↓
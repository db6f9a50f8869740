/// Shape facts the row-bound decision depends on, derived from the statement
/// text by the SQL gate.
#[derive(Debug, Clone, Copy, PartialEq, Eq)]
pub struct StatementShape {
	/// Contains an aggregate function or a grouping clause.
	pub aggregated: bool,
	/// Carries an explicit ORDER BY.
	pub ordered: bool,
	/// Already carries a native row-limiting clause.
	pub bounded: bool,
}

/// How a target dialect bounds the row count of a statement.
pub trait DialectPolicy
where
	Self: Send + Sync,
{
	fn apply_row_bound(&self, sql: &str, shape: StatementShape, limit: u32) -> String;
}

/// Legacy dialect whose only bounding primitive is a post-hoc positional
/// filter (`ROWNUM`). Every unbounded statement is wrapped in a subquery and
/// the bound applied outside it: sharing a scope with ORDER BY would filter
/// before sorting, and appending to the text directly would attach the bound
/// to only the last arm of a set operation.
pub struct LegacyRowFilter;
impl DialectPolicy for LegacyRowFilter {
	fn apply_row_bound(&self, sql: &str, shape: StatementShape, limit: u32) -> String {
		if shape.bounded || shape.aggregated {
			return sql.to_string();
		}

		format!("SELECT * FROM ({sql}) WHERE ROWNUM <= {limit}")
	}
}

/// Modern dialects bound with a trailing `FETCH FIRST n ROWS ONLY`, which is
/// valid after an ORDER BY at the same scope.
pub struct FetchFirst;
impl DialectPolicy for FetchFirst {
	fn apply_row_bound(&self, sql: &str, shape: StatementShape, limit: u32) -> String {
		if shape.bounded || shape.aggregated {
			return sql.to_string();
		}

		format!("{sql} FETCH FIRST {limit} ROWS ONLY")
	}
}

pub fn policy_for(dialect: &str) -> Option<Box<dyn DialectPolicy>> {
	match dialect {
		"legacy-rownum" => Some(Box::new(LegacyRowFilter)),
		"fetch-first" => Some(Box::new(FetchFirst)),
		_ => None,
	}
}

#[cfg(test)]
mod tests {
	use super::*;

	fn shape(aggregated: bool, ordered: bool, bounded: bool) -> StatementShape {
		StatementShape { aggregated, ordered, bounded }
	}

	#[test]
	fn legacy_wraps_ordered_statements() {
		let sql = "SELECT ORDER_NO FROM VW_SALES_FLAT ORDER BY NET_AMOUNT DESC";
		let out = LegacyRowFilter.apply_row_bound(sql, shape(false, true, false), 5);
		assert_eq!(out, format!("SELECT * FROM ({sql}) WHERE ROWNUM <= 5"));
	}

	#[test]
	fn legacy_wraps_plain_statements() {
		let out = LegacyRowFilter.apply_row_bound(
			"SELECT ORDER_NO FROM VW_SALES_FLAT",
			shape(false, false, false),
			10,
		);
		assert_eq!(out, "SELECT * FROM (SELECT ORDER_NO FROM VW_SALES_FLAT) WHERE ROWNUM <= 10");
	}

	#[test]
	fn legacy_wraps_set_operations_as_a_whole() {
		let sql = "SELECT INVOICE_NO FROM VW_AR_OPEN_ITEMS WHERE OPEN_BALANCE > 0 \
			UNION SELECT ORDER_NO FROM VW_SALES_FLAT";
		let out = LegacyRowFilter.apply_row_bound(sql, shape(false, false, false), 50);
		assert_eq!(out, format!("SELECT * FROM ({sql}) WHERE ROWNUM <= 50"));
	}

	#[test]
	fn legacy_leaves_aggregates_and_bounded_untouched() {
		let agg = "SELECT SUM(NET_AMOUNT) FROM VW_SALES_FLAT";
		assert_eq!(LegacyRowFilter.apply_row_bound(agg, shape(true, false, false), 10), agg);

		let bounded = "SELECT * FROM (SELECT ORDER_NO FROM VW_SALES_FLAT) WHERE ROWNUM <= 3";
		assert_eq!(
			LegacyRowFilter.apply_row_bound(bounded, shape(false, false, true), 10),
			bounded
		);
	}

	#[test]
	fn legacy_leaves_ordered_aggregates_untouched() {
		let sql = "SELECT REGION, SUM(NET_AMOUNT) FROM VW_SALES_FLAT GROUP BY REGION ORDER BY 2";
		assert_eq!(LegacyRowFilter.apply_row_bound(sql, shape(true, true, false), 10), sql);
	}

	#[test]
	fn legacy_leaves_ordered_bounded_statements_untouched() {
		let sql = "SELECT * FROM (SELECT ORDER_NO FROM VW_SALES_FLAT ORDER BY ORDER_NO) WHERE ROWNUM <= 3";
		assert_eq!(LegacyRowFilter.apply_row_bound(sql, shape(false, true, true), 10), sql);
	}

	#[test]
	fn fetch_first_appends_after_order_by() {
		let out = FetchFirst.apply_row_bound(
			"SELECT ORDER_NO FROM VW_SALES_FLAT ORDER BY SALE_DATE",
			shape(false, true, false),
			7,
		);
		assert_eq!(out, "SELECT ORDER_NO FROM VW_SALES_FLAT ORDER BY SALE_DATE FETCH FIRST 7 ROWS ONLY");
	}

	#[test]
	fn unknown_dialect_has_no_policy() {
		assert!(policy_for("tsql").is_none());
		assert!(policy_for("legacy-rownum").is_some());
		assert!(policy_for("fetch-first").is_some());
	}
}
↑
**WORK ORDER**
Give an exact copy of all the data shown above.

**RESPONSE BOX**
repository db6f9a50f8869740
/// Shape facts the row-bound decision depends on, derived from the statement
/// text by the SQL gate.
#[derive(Debug, Clone, Copy, PartialEq, Eq)]
pub struct StatementShape {
	/// Contains an aggregate function or a grouping clause.
	pub aggregated: bool,
	/// Carries an explicit ORDER BY.
	pub ordered: bool,
	/// Already carries a native row-limiting clause.
	pub bounded: bool,
}

/// How a target dialect bounds the row count of a statement.
pub trait DialectPolicy
where
	Self: Send + Sync,
{
	fn apply_row_bound(&self, sql: &str, shape: StatementShape, limit: u32) -> String;
}

/// Legacy dialect whose only bounding primitive is a post-hoc positional
/// filter (`ROWNUM`). Every unbounded statement is wrapped in a subquery and
/// the bound applied outside it: sharing a scope with ORDER BY would filter
/// before sorting, and appending to the text directly would attach the bound
/// to only the last arm of a set operation.
pub struct LegacyRowFilter;
impl DialectPolicy for LegacyRowFilter {
	fn apply_row_bound(&self, sql: &str, shape: StatementShape, limit: u32) -> String {
		if shape.bounded || shape.aggregated {
			return sql.to_string();
		}

		format!("SELECT * FROM ({sql}) WHERE ROWNUM <= {limit}")
	}
}

/// Modern dialects bound with a trailing `FETCH FIRST n ROWS ONLY`, which is
/// valid after an ORDER BY at the same scope.
pub struct FetchFirst;
impl DialectPolicy for FetchFirst {
	fn apply_row_bound(&self, sql: &str, shape: StatementShape, limit: u32) -> String {
		if shape.bounded || shape.aggregated {
			return sql.to_string();
		}

		format!("{sql} FETCH FIRST {limit} ROWS ONLY")
	}
}

pub fn policy_for(dialect: &str) -> Option<Box<dyn DialectPolicy>> {
	match dialect {
		"legacy-rownum" => Some(Box::new(LegacyRowFilter)),
		"fetch-first" => Some(Box::new(FetchFirst)),
		_ => None,
	}
}

#[cfg(test)]
mod tests {
	use super::*;

	fn shape(aggregated: bool, ordered: bool, bounded: bool) -> StatementShape {
		StatementShape { aggregated, ordered, bounded }
	}

	#[test]
	fn legacy_wraps_ordered_statements() {
		let sql = "SELECT ORDER_NO FROM VW_SALES_FLAT ORDER BY NET_AMOUNT DESC";
		let out = LegacyRowFilter.apply_row_bound(sql, shape(false, true, false), 5);
		assert_eq!(out, format!("SELECT * FROM ({sql}) WHERE ROWNUM <= 5"));
	}

	#[test]
	fn legacy_wraps_plain_statements() {
		let out = LegacyRowFilter.apply_row_bound(
			"SELECT ORDER_NO FROM VW_SALES_FLAT",
			shape(false, false, false),
			10,
		);
		assert_eq!(out, "SELECT * FROM (SELECT ORDER_NO FROM VW_SALES_FLAT) WHERE ROWNUM <= 10");
	}

	#[test]
	fn legacy_wraps_set_operations_as_a_whole() {
		let sql = "SELECT INVOICE_NO FROM VW_AR_OPEN_ITEMS WHERE OPEN_BALANCE > 0 \
			UNION SELECT ORDER_NO FROM VW_SALES_FLAT";
		let out = LegacyRowFilter.apply_row_bound(sql, shape(false, false, false), 50);
		assert_eq!(out, format!("SELECT * FROM ({sql}) WHERE ROWNUM <= 50"));
	}

	#[test]
	fn legacy_leaves_aggregates_and_bounded_untouched() {
		let agg = "SELECT SUM(NET_AMOUNT) FROM VW_SALES_FLAT";
		assert_eq!(LegacyRowFilter.apply_row_bound(agg, shape(true, false, false), 10), agg);

		let bounded = "SELECT * FROM (SELECT ORDER_NO FROM VW_SALES_FLAT) WHERE ROWNUM <= 3";
		assert_eq!(
			LegacyRowFilter.apply_row_bound(bounded, shape(false, false, true), 10),
			bounded
		);
	}

	#[test]
	fn legacy_leaves_ordered_aggregates_untouched() {
		let sql = "SELECT REGION, SUM(NET_AMOUNT) FROM VW_SALES_FLAT GROUP BY REGION ORDER BY 2";
		assert_eq!(LegacyRowFilter.apply_row_bound(sql, shape(true, true, false), 10), sql);
	}

	#[test]
	fn legacy_leaves_ordered_bounded_statements_untouched() {
		let sql = "SELECT * FROM (SELECT ORDER_NO FROM VW_SALES_FLAT ORDER BY ORDER_NO) WHERE ROWNUM <= 3";
		assert_eq!(LegacyRowFilter.apply_row_bound(sql, shape(false, true, true), 10), sql);
	}

	#[test]
	fn fetch_first_appends_after_order_by() {
		let out = FetchFirst.apply_row_bound(
			"SELECT ORDER_NO FROM VW_SALES_FLAT ORDER BY SALE_DATE",
			shape(false, true, false),
			7,
		);
		assert_eq!(out, "SELECT ORDER_NO FROM VW_SALES_FLAT ORDER BY SALE_DATE FETCH FIRST 7 ROWS ONLY");
	}

	#[test]
	fn unknown_dialect_has_no_policy() {
		assert!(policy_for("tsql").is_none());
		assert!(policy_for("legacy-rownum").is_some());
		assert!(policy_for("fetch-first").is_some());
	}
}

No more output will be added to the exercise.